### Provided data

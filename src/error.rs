use axum::http::StatusCode;
use axum::response::{IntoResponse, Response};
use axum::Json;
use serde::Serialize;
use thiserror::Error;

#[derive(Debug, Error)]
pub enum AppError {
    #[error("{0}")]
    NotFound(String),

    #[error("{0}")]
    Conflict(String),

    #[error("Bad request: {0}")]
    BadRequest(String),

    #[error("{0}")]
    Unauthorized(String),

    #[error("Database error: {0}")]
    Store(String),

    #[error("JSON error: {0}")]
    Json(#[from] serde_json::Error),

    #[error("IO error: {0}")]
    Io(#[from] std::io::Error),

    #[error("Config error: {0}")]
    Config(String),

    #[error("TOML parse error: {0}")]
    Toml(#[from] toml::de::Error),

    #[error(transparent)]
    Other(#[from] anyhow::Error),
}

impl AppError {
    pub fn not_found(msg: impl Into<String>) -> Self {
        Self::NotFound(msg.into())
    }

    pub fn conflict(msg: impl Into<String>) -> Self {
        Self::Conflict(msg.into())
    }

    pub fn bad_request(msg: impl Into<String>) -> Self {
        Self::BadRequest(msg.into())
    }

    pub fn unauthorized(msg: impl Into<String>) -> Self {
        Self::Unauthorized(msg.into())
    }

    pub fn status_code(&self) -> StatusCode {
        match self {
            AppError::NotFound(_) => StatusCode::NOT_FOUND,
            AppError::Conflict(_) => StatusCode::CONFLICT,
            AppError::BadRequest(_) | AppError::Json(_) => StatusCode::BAD_REQUEST,
            AppError::Unauthorized(_) => StatusCode::UNAUTHORIZED,
            AppError::Store(_)
            | AppError::Io(_)
            | AppError::Config(_)
            | AppError::Toml(_)
            | AppError::Other(_) => StatusCode::INTERNAL_SERVER_ERROR,
        }
    }
}

/// UNIQUE violations surface as `Conflict` so writers can retry with another key.
fn store_error(e: rusqlite::Error) -> AppError {
    match &e {
        rusqlite::Error::SqliteFailure(failure, _)
            if failure.extended_code == rusqlite::ffi::SQLITE_CONSTRAINT_UNIQUE =>
        {
            AppError::Conflict(e.to_string())
        }
        _ => AppError::Store(e.to_string()),
    }
}

impl From<rusqlite::Error> for AppError {
    fn from(e: rusqlite::Error) -> Self {
        store_error(e)
    }
}

impl From<tokio_rusqlite::Error> for AppError {
    fn from(e: tokio_rusqlite::Error) -> Self {
        match e {
            tokio_rusqlite::Error::Rusqlite(inner) => store_error(inner),
            other => AppError::Store(other.to_string()),
        }
    }
}

/// JSON error response body
#[derive(Serialize)]
pub struct ErrorResponse {
    pub error: String,
    pub status: u16,
}

impl IntoResponse for AppError {
    fn into_response(self) -> Response {
        let status = self.status_code();
        if status.is_server_error() {
            tracing::error!(error = %self, "Request failed");
        }

        let body = ErrorResponse {
            error: self.to_string(),
            status: status.as_u16(),
        };

        (status, Json(body)).into_response()
    }
}

pub type Result<T> = std::result::Result<T, AppError>;
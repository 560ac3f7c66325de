use serde::{Deserialize, Serialize};

/// Derived navigation links for one content item.
///
/// The bundle is a cache: it can always be discarded and rebuilt from the
/// content table.
#[derive(Debug, Clone, PartialEq, Serialize, Deserialize)]
#[serde(rename_all = "camelCase")]
pub struct LinkBundle {
    pub parent: ParentLink,
    #[serde(default)]
    pub siblings: Vec<ContentLink>,
    #[serde(default)]
    pub related: Vec<ContentLink>,
    #[serde(default)]
    pub prev_next: PrevNext,
}

impl LinkBundle {
    /// Ids of every content item this bundle points at.
    pub fn target_ids(&self) -> impl Iterator<Item = i64> + '_ {
        self.siblings
            .iter()
            .chain(self.related.iter())
            .chain(self.prev_next.prev.iter())
            .chain(self.prev_next.next.iter())
            .map(|link| link.id)
    }
}

#[derive(Debug, Clone, PartialEq, Eq, Serialize, Deserialize)]
pub struct ParentLink {
    pub title: String,
    pub url: String,
}

#[derive(Debug, Clone, PartialEq, Eq, Serialize, Deserialize)]
pub struct ContentLink {
    pub id: i64,
    pub title: String,
    pub url: String,
}

#[derive(Debug, Clone, Default, PartialEq, Eq, Serialize, Deserialize)]
pub struct PrevNext {
    pub prev: Option<ContentLink>,
    pub next: Option<ContentLink>,
}

/// Content item with no inbound internal links
#[derive(Debug, Clone, PartialEq, Eq, Serialize, Deserialize)]
pub struct OrphanPage {
    pub id: i64,
    pub title: String,
    pub url: String,
}

#[derive(Debug, Clone, PartialEq, Eq, Serialize, Deserialize)]
#[serde(rename_all = "camelCase")]
pub struct LinkFailure {
    pub content_id: i64,
    pub error: String,
}

#[derive(Debug, Clone, Default, PartialEq, Eq, Serialize, Deserialize)]
#[serde(rename_all = "camelCase")]
pub struct RegenerationSummary {
    pub success: usize,
    pub failed: usize,
    pub errors: Vec<LinkFailure>,
}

### What is required
Work through the data and report how many of its lines hold the word "ErrorResponse", giving only the figure.

### Result for this exercise
2